Exercise: Across the listing below, how many lines have the word "push" in them? Provide only the number.

Task inputs:

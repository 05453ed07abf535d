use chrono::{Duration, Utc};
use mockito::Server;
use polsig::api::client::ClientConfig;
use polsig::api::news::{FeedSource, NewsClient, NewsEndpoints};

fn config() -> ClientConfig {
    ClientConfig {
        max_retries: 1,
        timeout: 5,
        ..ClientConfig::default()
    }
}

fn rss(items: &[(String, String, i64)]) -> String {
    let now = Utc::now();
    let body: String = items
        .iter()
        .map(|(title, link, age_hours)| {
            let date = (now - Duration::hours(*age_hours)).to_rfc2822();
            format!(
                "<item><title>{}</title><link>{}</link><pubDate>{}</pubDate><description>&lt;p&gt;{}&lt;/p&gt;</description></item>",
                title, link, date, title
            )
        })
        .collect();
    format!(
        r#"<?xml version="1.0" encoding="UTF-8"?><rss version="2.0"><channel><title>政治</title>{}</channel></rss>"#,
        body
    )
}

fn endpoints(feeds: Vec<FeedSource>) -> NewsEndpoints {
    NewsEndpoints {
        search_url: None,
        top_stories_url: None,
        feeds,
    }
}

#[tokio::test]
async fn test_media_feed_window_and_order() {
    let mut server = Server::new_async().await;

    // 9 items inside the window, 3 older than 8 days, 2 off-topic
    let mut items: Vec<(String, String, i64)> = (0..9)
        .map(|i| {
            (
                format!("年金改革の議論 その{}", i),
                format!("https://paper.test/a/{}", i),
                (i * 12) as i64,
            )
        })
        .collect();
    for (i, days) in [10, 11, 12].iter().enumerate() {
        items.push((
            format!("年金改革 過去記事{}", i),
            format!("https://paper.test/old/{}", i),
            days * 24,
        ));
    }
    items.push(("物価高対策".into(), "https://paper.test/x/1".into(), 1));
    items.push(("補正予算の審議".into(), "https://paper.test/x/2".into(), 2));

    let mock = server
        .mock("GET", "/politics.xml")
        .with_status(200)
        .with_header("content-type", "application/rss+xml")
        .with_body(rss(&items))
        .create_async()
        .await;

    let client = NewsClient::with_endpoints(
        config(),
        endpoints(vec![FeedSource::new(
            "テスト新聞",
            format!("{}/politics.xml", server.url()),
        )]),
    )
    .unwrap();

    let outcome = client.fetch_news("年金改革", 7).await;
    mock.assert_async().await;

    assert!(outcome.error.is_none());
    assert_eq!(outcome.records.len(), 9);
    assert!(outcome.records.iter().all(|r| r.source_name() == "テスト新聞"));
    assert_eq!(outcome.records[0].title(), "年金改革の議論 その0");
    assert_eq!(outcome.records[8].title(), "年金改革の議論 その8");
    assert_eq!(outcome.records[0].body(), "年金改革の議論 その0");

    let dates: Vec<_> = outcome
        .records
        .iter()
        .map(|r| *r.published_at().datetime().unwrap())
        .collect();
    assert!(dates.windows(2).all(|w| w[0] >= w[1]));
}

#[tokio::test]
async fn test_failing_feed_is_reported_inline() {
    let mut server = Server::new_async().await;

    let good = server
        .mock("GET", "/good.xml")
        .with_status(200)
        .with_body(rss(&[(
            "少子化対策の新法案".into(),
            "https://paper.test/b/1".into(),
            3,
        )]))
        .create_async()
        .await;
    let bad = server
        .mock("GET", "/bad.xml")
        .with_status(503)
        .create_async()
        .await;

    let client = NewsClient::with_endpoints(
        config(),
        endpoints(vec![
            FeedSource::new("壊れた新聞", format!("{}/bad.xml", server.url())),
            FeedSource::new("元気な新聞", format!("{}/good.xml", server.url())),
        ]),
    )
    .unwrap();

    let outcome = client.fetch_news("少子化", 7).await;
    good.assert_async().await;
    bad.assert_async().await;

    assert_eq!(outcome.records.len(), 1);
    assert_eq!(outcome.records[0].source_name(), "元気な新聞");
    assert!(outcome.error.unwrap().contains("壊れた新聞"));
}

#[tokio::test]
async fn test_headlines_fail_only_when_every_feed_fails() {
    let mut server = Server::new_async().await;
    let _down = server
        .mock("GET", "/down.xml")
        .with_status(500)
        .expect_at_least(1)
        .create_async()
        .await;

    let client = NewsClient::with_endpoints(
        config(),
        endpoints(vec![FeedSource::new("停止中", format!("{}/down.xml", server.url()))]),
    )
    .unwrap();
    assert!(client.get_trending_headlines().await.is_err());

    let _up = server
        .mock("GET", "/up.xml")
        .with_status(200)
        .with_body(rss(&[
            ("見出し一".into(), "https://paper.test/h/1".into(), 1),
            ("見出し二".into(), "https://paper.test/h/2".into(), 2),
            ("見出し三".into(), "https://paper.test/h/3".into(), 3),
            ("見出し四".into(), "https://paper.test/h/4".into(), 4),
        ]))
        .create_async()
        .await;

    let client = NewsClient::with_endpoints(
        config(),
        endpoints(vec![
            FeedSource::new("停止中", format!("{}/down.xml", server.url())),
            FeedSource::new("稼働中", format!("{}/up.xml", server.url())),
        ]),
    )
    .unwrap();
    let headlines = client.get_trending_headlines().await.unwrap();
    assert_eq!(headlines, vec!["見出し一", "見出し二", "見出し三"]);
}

Your response: 3